To investigate if wave-of-advance models could explain the geographic distribution of microsatellite diversity, we restricted our study to simulations that reproduced the number of alleles at each of the 9 microsatellite loci exactly. Using rejection sampling, we produced 100,000 data sets from each model, and measured genetic diversity by the variance in allele size for the 21 population samples in the actual and simulated data sets. Then we evaluated the respective fit of the models by computing the sum of squared differences between the simulated and the actual genetic diversity estimates [31], [32]. Significantly distinct results were produced by the models (P<10−15). Our results show that an expansion in Neolithic or Mesolithic times (350 generations ago or 10 ky) leads to a lower sum of squared errors than post-glacial re-expansion started 700 generations ago (21 ky ago), regardless of assuming a GMR or EMR model (Figure 2 and Table 2). Using GMRs, simulations of recent (100 generations ago) and rapid expansions from three distinct origins provided a better fit to the geographical distribution of microsatellite diversity than did models with expansion started 350 generations ago. Although models of recent origins using GMRs provided poorer fit than a model of Neolithic expansion using the EMR (Figure 2 and Table 2), the small observed difference makes them however difficult to discriminate (odd ratio = 1.7; Figure 3).


Figure 2. Distribution of sum of squared distances between simulated and observed local microsatellite diversity in 14 range expansion models.


Figure 3. Interpolated maps of sample microsatellite genetic diversity.

Best fitting simulation obtained under Model A) Recent expansion from Anatolia (GMR), B) Neolithic expansion from Anatolia (GMR), C) Neolithic expansion from Anatolia (EMR), D) Genetic diversity in the actual data. Circles indicate sample locations.


Table 2. Sum of squared errors statistics computed over 100,000 replicates of each model.

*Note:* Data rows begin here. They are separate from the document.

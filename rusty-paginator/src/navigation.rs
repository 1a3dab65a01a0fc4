//! Pure page-navigation transitions.

use crate::controls::Control;

/// What the dispatcher must do after a transition.
#[derive(Debug, Clone, Copy, PartialEq, Eq)]
pub enum Effect {
    /// The cursor moved; edit the message with the new page.
    Render,
    /// Tear the session down with its stop action.
    Terminate,
    /// Nothing changed; no edit is issued.
    Unchanged,
}

/// Result of applying a control to a cursor.
#[derive(Debug, Clone, Copy, PartialEq, Eq)]
pub struct Transition {
    pub cursor: usize,
    pub effect: Effect,
}

impl Transition {
    /// A transition that keeps the cursor where it is.
    pub fn unchanged(cursor: usize) -> Self {
        Self {
            cursor,
            effect: Effect::Unchanged,
        }
    }
}

/// Apply `control` to a 1-based `cursor` over `total` pages.
///
/// The returned cursor is always within `[1, total]`.
pub fn transition(cursor: usize, total: usize, control: Control) -> Transition {
    let total = total.max(1);
    let cursor = cursor.clamp(1, total);

    let target = match control {
        Control::Stop => {
            return Transition {
                cursor,
                effect: Effect::Terminate,
            };
        }
        Control::First => 1,
        Control::Previous => cursor.saturating_sub(1).max(1),
        Control::Next => (cursor + 1).min(total),
        Control::Last => total,
    };

    if target == cursor {
        Transition::unchanged(cursor)
    } else {
        Transition {
            cursor: target,
            effect: Effect::Render,
        }
    }
}
//! Reaction-driven pagination for twilight bots.
//!
//! A [`Paginator`] sends a multi-page embed, seeds it with navigation
//! reactions and keeps one [`Session`] per message in a [`SessionRegistry`].
//! The bot's gateway loop feeds every reaction-added event to
//! [`Paginator::handle_reaction`], which checks ownership, moves the cursor
//! and edits, deletes or clears the message.

/// Reaction buttons and the controls they map to.
pub mod controls;
/// Reaction-event routing.
pub mod dispatch;
/// Library error type.
pub mod error;
mod expiry;
/// Pure cursor transitions.
pub mod navigation;
/// Per-session options and cleanup actions.
pub mod options;
/// Page contents and the page store.
pub mod page;
mod paginator;
/// Active session registry.
pub mod registry;
/// Session state.
pub mod session;
/// Outbound chat operations.
pub mod transport;

pub use controls::{Control, Controls, ReactionButton};
pub use dispatch::{DispatchOutcome, DropReason, ReactionEvent};
pub use error::PaginationError;
pub use navigation::{Effect, Transition, transition};
pub use options::{CleanupAction, PaginationOptions};
pub use page::{Page, PageField, PageStore, pages_from_items};
pub use paginator::Paginator;
pub use registry::SessionRegistry;
pub use session::{Session, SessionView};
pub use transport::{MessageHandle, PaginationTransport};
// A minimal Region: one linear value readout with eligibility traces and one
// tanh policy readout. No columns, no cells; topology beyond the input size is
// ignored. It exists so the controller can be driven end to end.

use core::ops::Range;

use tracing::trace;

use crate::error::{check_len, Error, Result};
use crate::prng::RandomSource;
use crate::region::{OutputParams, ParameterRanges, Region, RegionTopology, TraceParams};

#[derive(Debug, Clone)]
pub struct LinearRegion {
    input_len: usize,

    value_weights: Vec<f32>,
    value_bias: f32,
    value_traces: Vec<f32>,
    bias_trace: f32,

    // Row k maps the input onto predicted action entry k.
    policy_weights: Vec<f32>,

    last_input: Vec<f32>,
    prediction: Vec<f32>,
    value: f32,

    ticks: u64,
}

impl LinearRegion {
    pub fn ticks(&self) -> u64 {
        self.ticks
    }

    pub fn value_weights(&self) -> &[f32] {
        &self.value_weights
    }

    pub fn policy_weights(&self) -> &[f32] {
        &self.policy_weights
    }

    /// Value estimate from the most recent `get_output`.
    pub fn last_value(&self) -> f32 {
        self.value
    }
}

fn draw_range<R: RandomSource + ?Sized>(rng: &mut R, range: &Range<f32>, n: usize) -> Vec<f32> {
    (0..n).map(|_| rng.uniform(range.start, range.end)).collect()
}

fn check_range(range: &Range<f32>, what: &'static str) -> Result<()> {
    if range.start.is_finite() && range.end.is_finite() && range.start <= range.end {
        Ok(())
    } else {
        Err(Error::InvalidParameter(what))
    }
}

impl Region for LinearRegion {
    fn create_random<R: RandomSource + ?Sized>(
        topology: &RegionTopology,
        ranges: &ParameterRanges,
        depth: usize,
        rng: &mut R,
    ) -> Result<Self> {
        let n = topology.input_len();
        if n == 0 {
            return Err(Error::InvalidDimensions {
                what: "region input size",
                value: n,
            });
        }
        if depth == 0 {
            return Err(Error::InvalidDimensions {
                what: "region depth",
                value: depth,
            });
        }
        check_range(&ranges.input_weight, "input_weight range")?;
        check_range(&ranges.output_weight, "output_weight range")?;

        let value_weights = draw_range(rng, &ranges.input_weight, n);
        let policy_weights = draw_range(rng, &ranges.output_weight, n * n);

        Ok(Self {
            input_len: n,
            value_weights,
            value_bias: 0.0,
            value_traces: vec![0.0; n],
            bias_trace: 0.0,
            policy_weights,
            last_input: vec![0.0; n],
            prediction: vec![0.0; n],
            value: 0.0,
            ticks: 0,
        })
    }

    fn input_len(&self) -> usize {
        self.input_len
    }

    fn step_begin(&mut self) {
        self.ticks += 1;
    }

    fn get_output<R: RandomSource + ?Sized>(
        &mut self,
        input: &[f32],
        output: &mut [f32],
        mask: Option<&[bool]>,
        params: &OutputParams,
        _rng: &mut R,
    ) -> Result<()> {
        check_len("region input", self.input_len, input.len())?;
        if output.is_empty() {
            return Err(Error::DimensionMismatch {
                what: "region output",
                expected: 1,
                actual: 0,
            });
        }
        if let Some(mask) = mask {
            check_len("region mask", self.input_len, mask.len())?;
        }

        // Masked entries are hidden from the region.
        for (i, (dst, &x)) in self.last_input.iter_mut().zip(input).enumerate() {
            let hidden = mask.is_some_and(|m| m[i]);
            *dst = if hidden { 0.0 } else { x };
        }

        let mut value = self.value_bias;
        for (w, x) in self.value_weights.iter().zip(&self.last_input) {
            value += w * x;
        }
        self.value = value;
        output[0] = value;

        let gain = params.prediction_intensity.max(0.0);
        for (p, row) in self
            .prediction
            .iter_mut()
            .zip(self.policy_weights.chunks_exact(self.input_len))
        {
            let mut sum = 0.0;
            for (w, x) in row.iter().zip(&self.last_input) {
                sum += w * x;
            }
            *p = (gain * sum).tanh();
        }

        Ok(())
    }

    fn get_prediction(&self, action: &mut [f32]) -> Result<()> {
        check_len("region prediction", self.input_len, action.len())?;
        action.copy_from_slice(&self.prediction);
        Ok(())
    }

    #[allow(clippy::too_many_arguments)]
    fn learn_traces(
        &mut self,
        action: &[f32],
        output: &[f32],
        mask: Option<&[bool]>,
        error: &[f32],
        weight_alphas: &[f32],
        params: &TraceParams,
        output_lambdas: &[f32],
    ) -> Result<()> {
        check_len("learning target", self.input_len, action.len())?;
        check_len("value output", 1, output.len())?;
        check_len("output error", 1, error.len())?;
        check_len("weight alphas", 1, weight_alphas.len())?;
        check_len("output lambdas", 1, output_lambdas.len())?;
        if let Some(mask) = mask {
            check_len("region mask", self.input_len, mask.len())?;
        }

        let delta = weight_alphas[0] * error[0];
        let lambda = output_lambdas[0];

        // The error scores the previous tick's value, so weights move along the
        // traces accumulated up to that tick before this tick's input joins them.
        for (i, (w, e)) in self
            .value_weights
            .iter_mut()
            .zip(self.value_traces.iter_mut())
            .enumerate()
        {
            if mask.is_some_and(|m| m[i]) {
                continue;
            }
            *w += delta * *e;
            *e = lambda * *e + self.last_input[i];
        }
        self.value_bias += delta * self.bias_trace;
        self.bias_trace = lambda * self.bias_trace + 1.0;

        // Policy moves toward the explored action only when the cell rate is open.
        if params.cell_alpha > 0.0 {
            for (k, row) in self
                .policy_weights
                .chunks_exact_mut(self.input_len)
                .enumerate()
            {
                let step = params.cell_alpha * (action[k] - self.prediction[k]);
                for (w, x) in row.iter_mut().zip(&self.last_input) {
                    *w += step * x;
                }
            }
        }

        trace!(
            tick = self.ticks,
            value = output[0],
            error = error[0],
            cell_alpha = params.cell_alpha,
            "linear region learned"
        );

        Ok(())
    }
}
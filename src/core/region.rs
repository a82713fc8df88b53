//! The Region collaborator as seen by the controller.
//!
//! A region owns all structural state (columns, cells, receptive fields) and
//! all credit-assignment machinery. The controller only needs the five
//! capabilities below; any type implementing [`Region`] can be driven by
//! [`crate::controller::Controller`].

use core::ops::Range;

#[cfg(feature = "serde")]
use serde::{Deserialize, Serialize};

use crate::error::Result;
use crate::prng::RandomSource;

/// Grid geometry handed to `Region::create_random`.
#[derive(Debug, Clone, Copy, PartialEq, Eq)]
#[cfg_attr(feature = "serde", derive(Serialize, Deserialize))]
#[cfg_attr(feature = "serde", serde(default))]
pub struct RegionTopology {
    pub input_width: usize,
    pub input_height: usize,
    pub columns_width: usize,
    pub columns_height: usize,
    pub cells_per_column: usize,
    pub receptive_radius: usize,
    pub cell_radius: usize,
}

impl Default for RegionTopology {
    fn default() -> Self {
        Self {
            input_width: 4,
            input_height: 1,
            columns_width: 8,
            columns_height: 1,
            cells_per_column: 4,
            receptive_radius: 2,
            cell_radius: 2,
        }
    }
}

impl RegionTopology {
    /// A `width x height` input grid with default column geometry.
    pub fn with_input(input_width: usize, input_height: usize) -> Self {
        Self {
            input_width,
            input_height,
            ..Default::default()
        }
    }

    /// Number of scalar inputs (and predicted action entries).
    pub fn input_len(&self) -> usize {
        self.input_width * self.input_height
    }

    pub fn column_count(&self) -> usize {
        self.columns_width * self.columns_height
    }
}

/// Initialization ranges for a freshly built region.
#[derive(Debug, Clone, PartialEq)]
#[cfg_attr(feature = "serde", derive(Serialize, Deserialize))]
#[cfg_attr(feature = "serde", serde(default))]
pub struct ParameterRanges {
    pub center: Range<f32>,
    pub width: Range<f32>,
    pub input_weight: Range<f32>,
    pub recon_weight: Range<f32>,
    pub cell_weight: Range<f32>,
    pub output_weight: Range<f32>,
}

impl Default for ParameterRanges {
    fn default() -> Self {
        Self {
            center: 0.0..1.0,
            width: 0.5..1.0,
            input_weight: -0.1..0.1,
            recon_weight: -0.1..0.1,
            cell_weight: -0.1..0.1,
            output_weight: -0.1..0.1,
        }
    }
}

/// Hyperparameters for `Region::get_output`.
#[derive(Debug, Clone, Copy, PartialEq)]
#[cfg_attr(feature = "serde", derive(Serialize, Deserialize))]
#[cfg_attr(feature = "serde", serde(default))]
pub struct OutputParams {
    pub inhibition_radius: usize,
    pub local_activity: f32,
    pub column_intensity: f32,
    pub cell_intensity: f32,
    pub prediction_intensity: f32,
}

impl Default for OutputParams {
    fn default() -> Self {
        Self {
            inhibition_radius: 3,
            local_activity: 0.25,
            column_intensity: 4.0,
            cell_intensity: 4.0,
            prediction_intensity: 4.0,
        }
    }
}

/// Hyperparameters for `Region::learn_traces`, except the per-output vectors.
#[derive(Debug, Clone, Copy, PartialEq)]
#[cfg_attr(feature = "serde", derive(Serialize, Deserialize))]
#[cfg_attr(feature = "serde", serde(default))]
pub struct TraceParams {
    pub recon_alpha: f32,
    pub center_alpha: f32,
    pub width_alpha: f32,
    pub width_scalar: f32,
    pub min_distance: f32,
    pub min_learning_threshold: f32,
    /// Cell-level learning rate. The controller gates this per step.
    pub cell_alpha: f32,
    pub prediction_intensity: f32,
}

impl Default for TraceParams {
    fn default() -> Self {
        Self {
            recon_alpha: 0.05,
            center_alpha: 0.05,
            width_alpha: 0.01,
            width_scalar: 1.0,
            min_distance: 0.01,
            min_learning_threshold: 0.0,
            cell_alpha: 0.05,
            prediction_intensity: 4.0,
        }
    }
}

/// Capability interface of a hierarchical perception/prediction region.
pub trait Region {
    /// Build column/cell structure from a topology and initialization ranges.
    fn create_random<R: RandomSource + ?Sized>(
        topology: &RegionTopology,
        ranges: &ParameterRanges,
        depth: usize,
        rng: &mut R,
    ) -> Result<Self>
    where
        Self: Sized;

    /// Length of the input vector (and predicted action vector) this region expects.
    fn input_len(&self) -> usize;

    /// Advance to a new processing tick.
    fn step_begin(&mut self);

    /// Consume `input` and write the value estimate into `output[0]`.
    fn get_output<R: RandomSource + ?Sized>(
        &mut self,
        input: &[f32],
        output: &mut [f32],
        mask: Option<&[bool]>,
        params: &OutputParams,
        rng: &mut R,
    ) -> Result<()>;

    /// Write the region's current predicted action into `action`.
    fn get_prediction(&self, action: &mut [f32]) -> Result<()>;

    /// Trace-based credit assignment.
    ///
    /// `action` is the learning target, `output` the value prediction and
    /// `error` the per-output error; `weight_alphas` and `output_lambdas` carry
    /// one rate and one trace decay per output.
    #[allow(clippy::too_many_arguments)]
    fn learn_traces(
        &mut self,
        action: &[f32],
        output: &[f32],
        mask: Option<&[bool]>,
        error: &[f32],
        weight_alphas: &[f32],
        params: &TraceParams,
        output_lambdas: &[f32],
    ) -> Result<()>;
}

Comparison to other studies

Using the program BATWING with GMRs, Balaresque et al [15] argued in favor of a Neolithic expansion hypothesis for hgR1b1b2 based on estimates of TMRCAs between 5.5 and 8.0 ky BP. In contrast Morelli et al [16] implemented the EMR and obtained much older TMRCAs, between 14.8 and 32.6 ky BP, supporting a Paleolithic origin. On the other hand, two additional studies employing the EMR obtained TMRCA estimates suggesting that a Neolithic expansion of hgR1b1b2 is more plausible than a Paleolithic expansion [17], [18] (see Supplementary Materials of [18]). Myres et al [17] coalescent estimate for the Y-STR R1b1b2 network tree is 10,270±1,680 years BP, close to the median TMRCAs (8.6–12.2 ky) of the M269 clade obtained by Shi et al [18]. Cruciani et al [33] reported expansion time estimates for hg R1b1b2g and R1b1b2h equal to 8.3 ky BP (95% CI 5.8–10.9ky BP) and 7.4 ky BP (95% CI 5.3–10.2 ky BP) respectively. Their study employed a mutation rate intermediate between the EMR and GMR, and reported TMRCA estimates in-between the estimates of Morelli et al [16] and Balaresque et al [15]. This is in line with Shi et al [18] where the authors investigated the effect of assuming different sets of mutation rates on the outputs of the BATWING algorithm and found that TMRCA estimates based on the EMR are generally larger than estimates based on GMRs. The observations of [18] also imply that if the GMR estimates are the correct rates to use in a spatially expanding population model, some of the previously cited studies would point out to dates of expansion of hgR1b1b2 much more recent than 10,000 years. Moreover, studies of Y-chromosomal haplogroup J, a major haplogroup in south-eastern Europe, have suggested that the importance of more recent expansion events may have been underestimated [34]. Although the result needs confirmation, post-Neolithic expansions are also supported by ancient DNA [26]. In fact the most common Y chromosome hgs in modern Europe are not observed in a population of the earliest farming culture in Central Europe (3 males, [26]). When we used GMR estimates, our results pointed to a similar conclusion. Wave-of-advance models with a recent expansion date received higher support than models of Neolithic expansion (Table 2, Figures 23).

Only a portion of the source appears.